I think the Bulls have reached the point of stability and veteran confidence - despite their still alarmingly young collective age - that they might be able to handle Randolph's attitude issues. Hell, they might even be able to convince him to get in line. Perhaps not. 

But six things concern me:

(a) Randolph is a jump shooter these days. He doesn't go inside. He shoots 60% jumpers, 38% inside, and only 1% dunks. And he only shoots it at a collective 46%. Those are simply shocking numbers for a supposed "inside" threat. Hell, thats actually *more outside shots, less inside shots and less dunks than Lamar Odom* - a player who despite how he's listed, essentially plays the wing.

(b) Randolph doesn't move the ball for ****. He really is a black hole. And the Bulls offense is predicated on player and ball movement. Hawes is a far better fit in this sense. 

(c) Randolph is short. His presence will, in the long term, amplify the fact that the Bulls have only 2 starters (maybe 3 - a big maybe) who match up favorably height-wise with the position they play.

(d) Randolph's cronies, the guys he gets in trouble with, are from northern Indiana. Chicago's proximity to Randolph's home concern me in the sense that it might not be the best location for him to effect a change in his attitude.

(e) We lose assets by acquiring him.

(f) We most likely lose more assets in unsigned players (current and future) by retaining him. 

Pass. The cost, in all ways, is too high. If its a choice between Zach and the pick, just draft a player.


----------



## kukoc4ever (Nov 20, 2002)

Hawes will likely not help much this year.

I'm fine with that, I've considered this group a "win later" team since before last season, but he's not going to help us much in terms of winning next season.

If he really is this highly skilled 7 foot tall center, he would not be going at #9.

Its probably b/c he's not a great athlete and does not rebound. I hope he's not too soft for the NBA. But, with the #9 pick, you are not going to get a lock. We sure as hell need a 7 footer that can score, even if he's not the best rebounder in the world. 

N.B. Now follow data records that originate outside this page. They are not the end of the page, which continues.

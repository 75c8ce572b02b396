use super::*;
use tsz_binder::BinderState;
use tsz_parser::parser::ParserState;
use tsz_solver::TypeInterner;

#[test]
fn test_declaration_checker_variable() {
    let source = "let x = 1;";
    let mut parser = ParserState::new("test.ts".to_string(), source.to_string());
    let root = parser.parse_source_file();

    let mut binder = BinderState::new();
    binder.bind_source_file(parser.get_arena(), root);

    let types = TypeInterner::new();
    let mut ctx = CheckerContext::new(
        parser.get_arena(),
        &binder,
        &types,
        "test.ts".to_string(),
        crate::context::CheckerOptions::default(),
    );

    // Get the variable statement
    if let Some(root_node) = parser.get_arena().get(root)
        && let Some(sf_data) = parser.get_arena().get_source_file(root_node)
        && let Some(&stmt_idx) = sf_data.statements.nodes.first()
    {
        let mut checker = DeclarationChecker::new(&mut ctx);
        checker.check(stmt_idx);
        // Test passes if no panic
    }
}

#[test]
fn test_module_augmentation_duplicate_value_exports() {
    let source = r#"
export {};

declare module "./a" {
export const x = 0;
}

declare module "../dir/a" {
export const x = 0;
}
"#;
    let file_name = "/dir/b.ts".to_string();
    let mut parser = ParserState::new(file_name.clone(), source.to_string());
    let root = parser.parse_source_file();

    let mut binder = BinderState::new();
    binder.bind_source_file(parser.get_arena(), root);

    let types = TypeInterner::new();
    let mut ctx = CheckerContext::new(
        parser.get_arena(),
        &binder,
        &types,
        file_name,
        crate::context::CheckerOptions::default(),
    );
    ctx.set_current_file_idx(0);

    if let Some(root_node) = parser.get_arena().get(root)
        && let Some(sf_data) = parser.get_arena().get_source_file(root_node)
    {
        let mut checker = DeclarationChecker::new(&mut ctx);
        for &stmt_idx in &sf_data.statements.nodes {
            if let Some(stmt_node) = parser.get_arena().get(stmt_idx)
                && stmt_node.kind == syntax_kind_ext::MODULE_DECLARATION
            {
                checker.check_module_declaration(stmt_idx);
            }
        }
    }

    let ts2451_errors: Vec<_> = ctx.diagnostics.iter().filter(|d| d.code == 2451).collect();
    assert_eq!(
        ts2451_errors.len(),
        1,
        "Expected 1 TS2451 error, got {}",
        ts2451_errors.len()
    );
}

#[test]
fn test_ts2564_property_without_initializer() {
    // Test that TS2564 is reported for properties without initializers
    let source = r#"
class Foo {
x: number;  // Should report TS2564
y: string = "hello";  // Should NOT report (has initializer)
}
"#;
    let mut parser = ParserState::new("test.ts".to_string(), source.to_string());
    let root = parser.parse_source_file();

    let mut binder = BinderState::new();
    binder.bind_source_file(parser.get_arena(), root);

    let types = TypeInterner::new();
    let mut ctx = CheckerContext::new(
        parser.get_arena(),
        &binder,
        &types,
        "test.ts".to_string(),
        crate::context::CheckerOptions {
            strict: true,
            strict_property_initialization: true,
            ..Default::default()
        },
    );

    // Get the class declaration
    if let Some(root_node) = parser.get_arena().get(root)
        && let Some(sf_data) = parser.get_arena().get_source_file(root_node)
        && let Some(&stmt_idx) = sf_data.statements.nodes.first()
    {
        let mut checker = DeclarationChecker::new(&mut ctx);
        checker.check(stmt_idx);

        // Should have one TS2564 error for property 'x'
        let ts2564_errors: Vec<_> = ctx.diagnostics.iter().filter(|d| d.code == 2564).collect();

        assert_eq!(
            ts2564_errors.len(),
            1,
            "Expected 1 TS2564 error, got {}",
            ts2564_errors.len()
        );

        // Verify the error message contains 'x'
        if let Some(err) = ts2564_errors.first() {
            assert!(
                err.message_text.contains("x"),
                "Error message should contain 'x', got: {}",
                err.message_text
            );
        }
    }
}

#[test]
fn test_ts2564_with_definite_assignment_assertion() {
    // Test that TS2564 is NOT reported for properties with definite assignment assertion (!)
    let source = r#"
class Foo {
x!: number;  // Should NOT report (has definite assignment assertion)
}
"#;
    let mut parser = ParserState::new("test.ts".to_string(), source.to_string());
    let root = parser.parse_source_file();

    let mut binder = BinderState::new();
    binder.bind_source_file(parser.get_arena(), root);

    let types = TypeInterner::new();
    let mut ctx = CheckerContext::new(
        parser.get_arena(),
        &binder,
        &types,
        "test.ts".to_string(),
        crate::context::CheckerOptions {
            strict: true,
            strict_property_initialization: true,
            ..Default::default()
        },
    );

    // Get the class declaration
    if let Some(root_node) = parser.get_arena().get(root)
        && let Some(sf_data) = parser.get_arena().get_source_file(root_node)
        && let Some(&stmt_idx) = sf_data.statements.nodes.first()
    {
        let mut checker = DeclarationChecker::new(&mut ctx);
        checker.check(stmt_idx);

        // Should have NO TS2564 errors
        let ts2564_errors: Vec<_> = ctx.diagnostics.iter().filter(|d| d.code == 2564).collect();

        assert_eq!(
            ts2564_errors.len(),
            0,
            "Expected 0 TS2564 errors, got {}",
            ts2564_errors.len()
        );
    }
}

#[test]
fn test_ts2564_skips_static_properties() {
    // Test that TS2564 is NOT reported for static properties
    let source = r#"
class Foo {
static x: number;  // Should NOT report (static property)
}
"#;
    let mut parser = ParserState::new("test.ts".to_string(), source.to_string());
    let root = parser.parse_source_file();

    let mut binder = BinderState::new();
    binder.bind_source_file(parser.get_arena(), root);

    let types = TypeInterner::new();
    let mut ctx = CheckerContext::new(
        parser.get_arena(),
        &binder,
        &types,
        "test.ts".to_string(),
        crate::context::CheckerOptions {
            strict: true,
            strict_property_initialization: true,
            ..Default::default()
        },
    );

    // Get the class declaration
    if let Some(root_node) = parser.get_arena().get(root)
        && let Some(sf_data) = parser.get_arena().get_source_file(root_node)
        && let Some(&stmt_idx) = sf_data.statements.nodes.first()
    {
        let mut checker = DeclarationChecker::new(&mut ctx);
        checker.check(stmt_idx);

        // Should have NO TS2564 errors
        let ts2564_errors: Vec<_> = ctx.diagnostics.iter().filter(|d| d.code == 2564).collect();

        assert_eq!(
            ts2564_errors.len(),
            0,
            "Expected 0 TS2564 errors, got {}",
            ts2564_errors.len()
        );
    }
}

#[test]
fn test_ts2564_disabled_when_strict_false() {
    // Test that TS2564 is NOT reported when strict mode is disabled
    let source = r#"
class Foo {
x: number;  // Should NOT report (strict mode disabled)
}
"#;
    let mut parser = ParserState::new("test.ts".to_string(), source.to_string());
    let root = parser.parse_source_file();

    let mut binder = BinderState::new();
    binder.bind_source_file(parser.get_arena(), root);

    let types = TypeInterner::new();
    let mut ctx = CheckerContext::new(
        parser.get_arena(),
        &binder,
        &types,
        "test.ts".to_string(),
        crate::context::CheckerOptions::default(),
    );

    // Get the class declaration
    if let Some(root_node) = parser.get_arena().get(root)
        && let Some(sf_data) = parser.get_arena().get_source_file(root_node)
        && let Some(&stmt_idx) = sf_data.statements.nodes.first()
    {
        let mut checker = DeclarationChecker::new(&mut ctx);
        checker.check(stmt_idx);

        // Should have NO TS2564 errors (strict mode disabled)
        let ts2564_errors: Vec<_> = ctx.diagnostics.iter().filter(|d| d.code == 2564).collect();

        assert_eq!(
            ts2564_errors.len(),
            0,
            "Expected 0 TS2564 errors when strict mode disabled, got {}",
            ts2564_errors.len()
        );
    }
}

// ========== Phase 2 Tests: Control Flow Analysis ==========

#[test]
fn test_ts2564_phase2_simple_constructor_initialization() {
    // Test that TS2564 is NOT reported for properties initialized in simple constructor
    let source = r#"
class Foo {
x: number;  // Should NOT report (initialized in constructor)
constructor() {
    this.x = 1;
}
}
"#;
    let mut parser = ParserState::new("test.ts".to_string(), source.to_string());
    let root = parser.parse_source_file();

    let mut binder = BinderState::new();
    binder.bind_source_file(parser.get_arena(), root);

    let types = TypeInterner::new();
    let mut ctx = CheckerContext::new(
        parser.get_arena(),
        &binder,
        &types,
        "test.ts".to_string(),
        crate::context::CheckerOptions {
            strict: true,
            strict_property_initialization: true,
            ..Default::default()
        },
    );

    if let Some(root_node) = parser.get_arena().get(root)
        && let Some(sf_data) = parser.get_arena().get_source_file(root_node)
        && let Some(&stmt_idx) = sf_data.statements.nodes.first()
    {
        let mut checker = DeclarationChecker::new(&mut ctx);
        checker.check(stmt_idx);

        // Should have NO TS2564 errors (property initialized in constructor)
        let ts2564_errors: Vec<_> = ctx.diagnostics.iter().filter(|d| d.code == 2564).collect();

        assert_eq!(
            ts2564_errors.len(),
            0,
            "Expected 0 TS2564 errors for constructor-initialized property, got {}",
            ts2564_errors.len()
        );
    }
}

I wonder if posters here will incessantly pick on him for his lack of rebounding, or appreciate his scoring punch, if he can even do that in the NBA. Time will tell.


----------



## Bulldozer (Jul 11, 2006)

HB said:


> Hawes is 19, there is still a likelihood that he could go an inch or two in the next 2 or so years. He did measure in as 7 foot in shoes for the guy who said he *isnt a legit 7 footer*


Though I named that as problem #1, that doesn't mean its his worst, as I didn't state it was in any order. The fact is, his "not being a legit 7" *only becomes a problem when its coupled with the lack of explosiveness and athleticism*, (the case with Hawes), which was my main point regardless...


----------



## HB (May 1, 2004)

Hawes' game right now is more of a Nenad Kristic-Brad Miller-Zach Randolph combo. He is somewhere in the middle. Considering you guys really dont have a guy that you can dump the ball down low to go to work, I think Hawes would be a nice fit. He is also a surprisingly good passer. His biggest problem is that he doesn't rebound or block shots


----------



## Ron Cey (Dec 27, 2004)

kukoc4ever said:


> I wonder if posters here will incessantly pick on him for his lack of rebounding, or appreciate his scoring punch, if he can even do that in the NBA. Time will tell.

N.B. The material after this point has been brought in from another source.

use tsz_solver::{TypeDatabase, TypeId};

pub(crate) fn array_element_type(db: &dyn TypeDatabase, type_id: TypeId) -> Option<TypeId> {
    tsz_solver::type_queries::get_array_element_type(db, type_id)
}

In a variety of currently active threads, you have been taking shots at a collective group of unnamed posters. Perhaps we should just keep it about basketball as you so often advocate. 

You seem to be lowering yourself to the level of those you incessently complain about.


----------



## Bulldozer (Jul 11, 2006)

In the end, I can't stand the thought of wasting lottery picks and gambling, since we've flopped with so many post Jordan era. This is why I believe in BPA in the draft, and to strengthen your weakness you have to go via FA or trade. In this case, I believe you have to give to get, so if it means Deng + TT for Amare you do it, since its much easier to replace that (Deng) kind of player, especially at the draft position we are in (though, its no guarantee). We also can keep Noc as well.

The only bigs I think are worth the #9 or moving up for, are the obvious top 2, Yi, and Horford, and _maybe_ Brandan Wright. After that, no go for me. Hawes, Thornton, Splitter, Gasol are all later picks AFAIC.


----------



## Darius Miles Davis (Aug 2, 2002)

Bulldozer said:


> Though I named that as problem #1, that doesn't mean its his worst, as I didn't state it was in any order. The fact is, his "not being a legit 7" *only becomes a problem when its coupled with the lack of explosiveness and athleticism*, (the case with Hawes), which was my main point regardless...


6'11" 244 is plenty big for an NBA center. I don't care if he wore high heels to get measured in. He's not undersized.


----------



## The Krakken (Jul 17, 2002)

Bulldozer said:


> In this case, I believe you have to give to get, so if it means Deng + TT for Amare you do it, since its much easier to replace that (Deng) kind of player, especially at the draft position we are in (though, its no guarantee). We also can keep Noc as well.


Come on man, be realistic. 

1) The salaries don't work. And no, they have no reason to effectively agree to a sign and trade with PJ, so they can effectively DUMP Amare.

2) That trade only works, if they get rid of Shawn Marion first. He's not a natural 4 and can't play there long term. To do that they'd have to dump him too (meaning a place like portland for Zach....but even THAT is a long shot).


----------



## The Krakken (Jul 17, 2002)

Darius Miles Davis said:


> 6'11" 244 is plenty big for an NBA center. I don't care if he wore high heels to get measured in. He's not undersized.


I agree. While Hawes is no Tim Duncan, I don't remember him setting the world on fire athletically either.


----------



## Ron Cey (Dec 27, 2004)

The Krakken said:


> I agree. While Hawes is no Tim Duncan, I don't remember him setting the world on fire athletically either.


Agreed. Athleticism for a center to be effective need only be decent. Hawes' athleticism is decent. He's no George Muresan.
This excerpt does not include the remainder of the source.